> _Information shown_
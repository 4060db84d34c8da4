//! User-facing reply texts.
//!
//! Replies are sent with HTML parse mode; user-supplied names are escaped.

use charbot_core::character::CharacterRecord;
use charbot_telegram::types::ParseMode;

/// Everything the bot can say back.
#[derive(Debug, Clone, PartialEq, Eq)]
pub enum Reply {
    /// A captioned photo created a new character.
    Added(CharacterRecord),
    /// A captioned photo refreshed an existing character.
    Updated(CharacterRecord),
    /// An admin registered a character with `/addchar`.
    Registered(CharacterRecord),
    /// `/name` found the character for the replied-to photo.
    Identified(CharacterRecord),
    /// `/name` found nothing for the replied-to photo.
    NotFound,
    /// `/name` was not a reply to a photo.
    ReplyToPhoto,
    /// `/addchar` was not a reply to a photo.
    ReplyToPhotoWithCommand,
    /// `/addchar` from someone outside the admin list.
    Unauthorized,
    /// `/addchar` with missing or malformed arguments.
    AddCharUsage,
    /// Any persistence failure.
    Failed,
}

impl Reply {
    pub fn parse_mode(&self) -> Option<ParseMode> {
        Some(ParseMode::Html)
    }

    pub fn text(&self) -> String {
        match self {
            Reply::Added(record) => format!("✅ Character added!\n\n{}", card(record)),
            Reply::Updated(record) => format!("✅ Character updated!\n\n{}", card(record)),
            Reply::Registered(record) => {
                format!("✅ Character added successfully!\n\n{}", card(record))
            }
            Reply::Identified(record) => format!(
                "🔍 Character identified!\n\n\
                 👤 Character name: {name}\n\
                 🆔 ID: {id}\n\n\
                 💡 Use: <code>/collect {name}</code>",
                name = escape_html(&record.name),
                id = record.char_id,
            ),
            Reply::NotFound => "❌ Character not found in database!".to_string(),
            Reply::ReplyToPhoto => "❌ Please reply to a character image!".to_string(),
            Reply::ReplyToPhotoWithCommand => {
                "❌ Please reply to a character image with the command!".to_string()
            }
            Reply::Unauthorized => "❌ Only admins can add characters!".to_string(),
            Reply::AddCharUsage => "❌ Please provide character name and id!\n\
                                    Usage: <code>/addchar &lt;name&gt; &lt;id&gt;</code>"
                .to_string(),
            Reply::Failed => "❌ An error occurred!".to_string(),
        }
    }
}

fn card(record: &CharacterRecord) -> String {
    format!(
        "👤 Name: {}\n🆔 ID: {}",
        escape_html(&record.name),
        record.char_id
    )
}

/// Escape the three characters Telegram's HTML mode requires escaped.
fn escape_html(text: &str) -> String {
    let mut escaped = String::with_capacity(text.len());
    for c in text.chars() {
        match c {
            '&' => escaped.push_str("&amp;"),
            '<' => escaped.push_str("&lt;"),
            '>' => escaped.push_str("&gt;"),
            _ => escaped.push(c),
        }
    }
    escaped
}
---
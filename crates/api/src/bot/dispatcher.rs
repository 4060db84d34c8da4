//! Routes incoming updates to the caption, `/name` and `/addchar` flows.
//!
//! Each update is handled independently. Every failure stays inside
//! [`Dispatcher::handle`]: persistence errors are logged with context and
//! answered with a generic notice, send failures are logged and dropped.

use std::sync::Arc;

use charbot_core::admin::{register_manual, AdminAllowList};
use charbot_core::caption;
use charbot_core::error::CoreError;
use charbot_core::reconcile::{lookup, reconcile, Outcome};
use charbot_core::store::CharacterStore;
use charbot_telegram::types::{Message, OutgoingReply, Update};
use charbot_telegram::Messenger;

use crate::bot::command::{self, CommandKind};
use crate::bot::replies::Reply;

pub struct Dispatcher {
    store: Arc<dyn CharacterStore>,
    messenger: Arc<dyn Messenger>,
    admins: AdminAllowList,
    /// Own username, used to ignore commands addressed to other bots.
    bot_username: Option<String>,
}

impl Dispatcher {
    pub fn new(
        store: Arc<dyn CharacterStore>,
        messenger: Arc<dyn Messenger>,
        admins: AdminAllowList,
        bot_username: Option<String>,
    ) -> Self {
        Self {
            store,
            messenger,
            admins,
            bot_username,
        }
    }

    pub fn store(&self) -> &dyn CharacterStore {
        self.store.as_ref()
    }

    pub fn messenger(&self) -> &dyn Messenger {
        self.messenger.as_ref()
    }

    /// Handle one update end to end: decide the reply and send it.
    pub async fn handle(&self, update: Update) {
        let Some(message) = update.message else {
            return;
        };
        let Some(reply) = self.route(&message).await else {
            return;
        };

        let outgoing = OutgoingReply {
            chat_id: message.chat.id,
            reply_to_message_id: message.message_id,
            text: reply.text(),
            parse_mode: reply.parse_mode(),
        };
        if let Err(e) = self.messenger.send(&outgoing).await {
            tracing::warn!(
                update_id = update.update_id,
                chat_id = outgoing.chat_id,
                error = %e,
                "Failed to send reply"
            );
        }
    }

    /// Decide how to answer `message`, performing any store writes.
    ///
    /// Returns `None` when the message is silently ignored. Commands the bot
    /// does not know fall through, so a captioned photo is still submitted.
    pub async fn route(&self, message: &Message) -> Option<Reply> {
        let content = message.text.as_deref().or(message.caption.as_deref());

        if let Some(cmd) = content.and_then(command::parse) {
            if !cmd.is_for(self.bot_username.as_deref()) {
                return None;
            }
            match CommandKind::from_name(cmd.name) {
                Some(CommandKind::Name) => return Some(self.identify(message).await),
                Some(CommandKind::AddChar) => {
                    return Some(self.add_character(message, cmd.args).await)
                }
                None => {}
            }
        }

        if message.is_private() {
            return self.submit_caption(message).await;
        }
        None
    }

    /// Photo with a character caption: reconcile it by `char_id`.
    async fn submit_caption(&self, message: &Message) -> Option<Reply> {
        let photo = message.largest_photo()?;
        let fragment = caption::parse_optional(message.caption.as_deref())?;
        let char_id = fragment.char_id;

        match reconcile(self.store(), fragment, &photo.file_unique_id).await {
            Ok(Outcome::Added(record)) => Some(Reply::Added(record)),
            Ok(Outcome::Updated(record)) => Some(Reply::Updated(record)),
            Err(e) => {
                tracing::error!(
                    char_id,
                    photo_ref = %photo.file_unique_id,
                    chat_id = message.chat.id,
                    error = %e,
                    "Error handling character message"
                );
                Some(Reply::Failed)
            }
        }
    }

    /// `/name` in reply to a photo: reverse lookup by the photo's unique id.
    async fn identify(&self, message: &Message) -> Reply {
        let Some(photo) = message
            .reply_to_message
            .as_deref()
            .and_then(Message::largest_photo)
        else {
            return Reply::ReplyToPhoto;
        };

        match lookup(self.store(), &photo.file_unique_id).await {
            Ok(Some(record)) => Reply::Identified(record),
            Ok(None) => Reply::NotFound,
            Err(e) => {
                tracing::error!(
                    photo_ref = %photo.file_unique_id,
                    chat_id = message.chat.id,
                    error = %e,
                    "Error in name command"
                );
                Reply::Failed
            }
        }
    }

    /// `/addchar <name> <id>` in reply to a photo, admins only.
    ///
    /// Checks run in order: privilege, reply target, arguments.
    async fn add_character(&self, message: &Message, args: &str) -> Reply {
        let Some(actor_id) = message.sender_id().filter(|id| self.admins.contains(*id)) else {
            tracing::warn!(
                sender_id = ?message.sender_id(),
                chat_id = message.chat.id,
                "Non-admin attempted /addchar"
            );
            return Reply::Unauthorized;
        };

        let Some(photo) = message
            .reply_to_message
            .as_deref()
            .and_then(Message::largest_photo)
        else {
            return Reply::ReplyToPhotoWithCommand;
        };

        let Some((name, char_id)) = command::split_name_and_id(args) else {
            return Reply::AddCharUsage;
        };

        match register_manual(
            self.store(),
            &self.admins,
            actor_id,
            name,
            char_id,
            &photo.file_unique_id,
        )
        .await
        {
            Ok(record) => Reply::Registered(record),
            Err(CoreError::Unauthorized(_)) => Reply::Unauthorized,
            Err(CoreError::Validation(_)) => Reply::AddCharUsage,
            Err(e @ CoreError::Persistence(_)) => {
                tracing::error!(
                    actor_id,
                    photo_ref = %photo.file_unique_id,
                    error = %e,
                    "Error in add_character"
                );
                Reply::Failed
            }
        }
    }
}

> _Directions for this task_
Go through the entries and copy every line that has "CharacterRecord".

> _Exercise answer_
use charbot_core::character::CharacterRecord;
    Added(CharacterRecord),
    Updated(CharacterRecord),
    Registered(CharacterRecord),
    Identified(CharacterRecord),
fn card(record: &CharacterRecord) -> String {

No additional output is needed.